Methods : Human melanocytes were cultured normoxic (20% O2) or hypoxic (3% O2) to model nAMD pathology. EVs were isolated by differential ultracentrifugation (1000xg/4oC/10’, 25000xg/4oC/30’, 115,000xg/4oC/90’) then characterized by nanoparticle tracking analysis (ZetaView ParticleMetrix®) yielding EV number, size, and population characteristics. To standardize EV yields, the cell number from each culture was counted to determine the total EV release per cell. Statistical analysis was performed using a two-sample t-test.

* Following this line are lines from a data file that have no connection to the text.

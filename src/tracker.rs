//! Application-level operations over the ledger, the store and the portfolio.

use crate::core::account::Account;
use crate::core::error::TrackerError;
use crate::core::portfolio::{Portfolio, QuoteTable};
use crate::core::price::PriceProvider;
use crate::core::report::ReportFormat;
use crate::core::transaction::Transaction;
use crate::store::TransactionStore;
use std::io::Write;
use tracing::{debug, error, info};

pub struct Tracker<S: TransactionStore> {
    store: S,
    provider: Box<dyn PriceProvider>,
    account: Account,
    portfolio: Portfolio,
}

impl<S: TransactionStore> Tracker<S> {
    /// Initializes the store and reloads every persisted transaction, in
    /// store order, into a fresh account.
    pub fn open(
        store: S,
        provider: Box<dyn PriceProvider>,
        account_name: &str,
    ) -> Result<Self, TrackerError> {
        store.initialize()?;

        let mut account = Account::new(account_name);
        for row in store.scan_all()? {
            account.add_transaction(row.into_transaction()?);
        }
        info!(
            "Loaded {} transactions into {}",
            account.transactions().len(),
            account.name()
        );

        Ok(Self {
            store,
            provider,
            account,
            portfolio: Portfolio::new(),
        })
    }

    pub fn account(&self) -> &Account {
        &self.account
    }

    pub fn portfolio(&self) -> &Portfolio {
        &self.portfolio
    }

    pub fn store(&self) -> &S {
        &self.store
    }

    /// Records a transaction stamped with the current time.
    ///
    /// The in-memory append happens first and is not rolled back: if the
    /// durable write fails, the account and the store disagree until the
    /// process exits.
    pub fn add_transaction(
        &mut self,
        amount: f64,
        category: &str,
        description: &str,
    ) -> Result<(), TrackerError> {
        let transaction = Transaction::now(amount, category, description);
        let iso_timestamp = transaction.iso_timestamp();
        self.account.add_transaction(transaction);

        if let Err(e) = self
            .store
            .append(amount, category, &iso_timestamp, description)
        {
            error!(
                error = %e,
                "Transaction kept in memory but not persisted; ledger and store have diverged"
            );
            return Err(e.into());
        }

        info!("Added transaction: {category} {amount:.2} ({description})");
        Ok(())
    }

    pub fn track_company(&mut self, symbol: &str) {
        self.portfolio.track(symbol);
        info!("Tracking company: {symbol}");
    }

    pub async fn company_prices(&mut self) -> QuoteTable {
        self.portfolio.current_prices(self.provider.as_ref()).await
    }

    /// Refreshes all tracked prices and writes one line per unique symbol.
    pub async fn show_company_prices<W: Write>(
        &mut self,
        out: &mut W,
    ) -> Result<QuoteTable, TrackerError> {
        let prices = self.company_prices().await;
        for (symbol, price) in prices.iter() {
            writeln!(out, "{}", price_line(symbol, price)).map_err(TrackerError::Output)?;
        }
        Ok(prices)
    }

    /// Writes the account report in `format`. An unknown format fails before
    /// anything is written.
    pub fn generate_report<W: Write>(&self, format: &str, out: &mut W) -> Result<(), TrackerError> {
        let format: ReportFormat = format.parse()?;
        debug!("Generating {format} report");
        out.write_all(format.render(&self.account).as_bytes())
            .map_err(TrackerError::Output)
    }
}

pub fn price_line(symbol: &str, price: Option<f64>) -> String {
    match price {
        Some(price) => format!("{symbol}: ${price:.2}"),
        None => format!("{symbol}: Price not available"),
    }
}
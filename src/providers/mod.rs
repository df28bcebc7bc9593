pub mod yahoo_finance;

pub use yahoo_finance::YahooFinanceProvider;
//! Ledger entries

use chrono::{Local, NaiveDateTime, SubsecRound};
use std::fmt::Display;

/// Format used when persisting timestamps. Parsing accepts any ISO-8601
/// date-time `NaiveDateTime` understands.
pub const ISO_TIMESTAMP_FORMAT: &str = "%Y-%m-%dT%H:%M:%S%.6f";

/// One immutable ledger entry. Expenses carry a negative amount.
#[derive(Debug, Clone, PartialEq)]
pub struct Transaction {
    amount: f64,
    category: String,
    timestamp: NaiveDateTime,
    description: String,
}

impl Transaction {
    pub fn new(
        amount: f64,
        category: impl Into<String>,
        timestamp: NaiveDateTime,
        description: impl Into<String>,
    ) -> Self {
        Self {
            amount,
            category: category.into(),
            timestamp,
            description: description.into(),
        }
    }

    /// Creates a transaction stamped with the current local time, truncated
    /// to the microsecond precision the store keeps.
    pub fn now(amount: f64, category: impl Into<String>, description: impl Into<String>) -> Self {
        let timestamp = Local::now().naive_local().trunc_subsecs(6);
        Self::new(amount, category, timestamp, description)
    }

    pub fn amount(&self) -> f64 {
        self.amount
    }

    pub fn category(&self) -> &str {
        &self.category
    }

    pub fn timestamp(&self) -> NaiveDateTime {
        self.timestamp
    }

    pub fn description(&self) -> &str {
        &self.description
    }

    pub fn iso_timestamp(&self) -> String {
        self.timestamp.format(ISO_TIMESTAMP_FORMAT).to_string()
    }
}

/// Renders the ledger line `<date> | <category>: $<amount> - <description>`.
impl Display for Transaction {
    fn fmt(&self, f: &mut std::fmt::Formatter<'_>) -> std::fmt::Result {
        write!(
            f,
            "{} | {}: ${:.2} - {}",
            self.timestamp, self.category, self.amount, self.description
        )
    }
}

/// Parses a persisted ISO-8601 timestamp, with or without fractional seconds.
pub fn parse_iso_timestamp(text: &str) -> Result<NaiveDateTime, chrono::ParseError> {
    text.trim().parse::<NaiveDateTime>()
}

Results : Mean EV size from normoxic melanocytes was 128.2nm, SD +/- 7.67nm. Mean number of EVs per cell was 721.31 particles/cell, SD +/- 221.98 particles/cell. Mean EV size from hypoxic melanocytes was 127.78nm, SD +/- 3.78nm. Mean number of EVs released per cell was 54.87 particles/cell, SD +/- 15.13 particles/cell. The normal versus hypoxic melanocyte EV populations did not differ significantly in mean size (p=0.46), however the quantity of EVs released per cell was significantly reduced from hypoxic melanocytes (p<0.001).

Conclusions : Our results show that hypoxia significantly reduces EV release from melanocytes, which is the opposite of what we have found previously for RPE cells. Our results suggest that EV release is cell-type specific and may relate to participation in choroidal neovascularization. The next steps towards determining the significance of choroidal melanocytic EV release will be to examine to potential of melanocyte EV on angiogenic activity by probing the EVs for proteins that have shown to play a strong role in neovascularization, for example vascular endothelial growth factor and pigment-epithelium derived factor.

This abstract was presented at the 2024 ARVO Annual Meeting, held in Seattle, WA, May 5-9, 2024.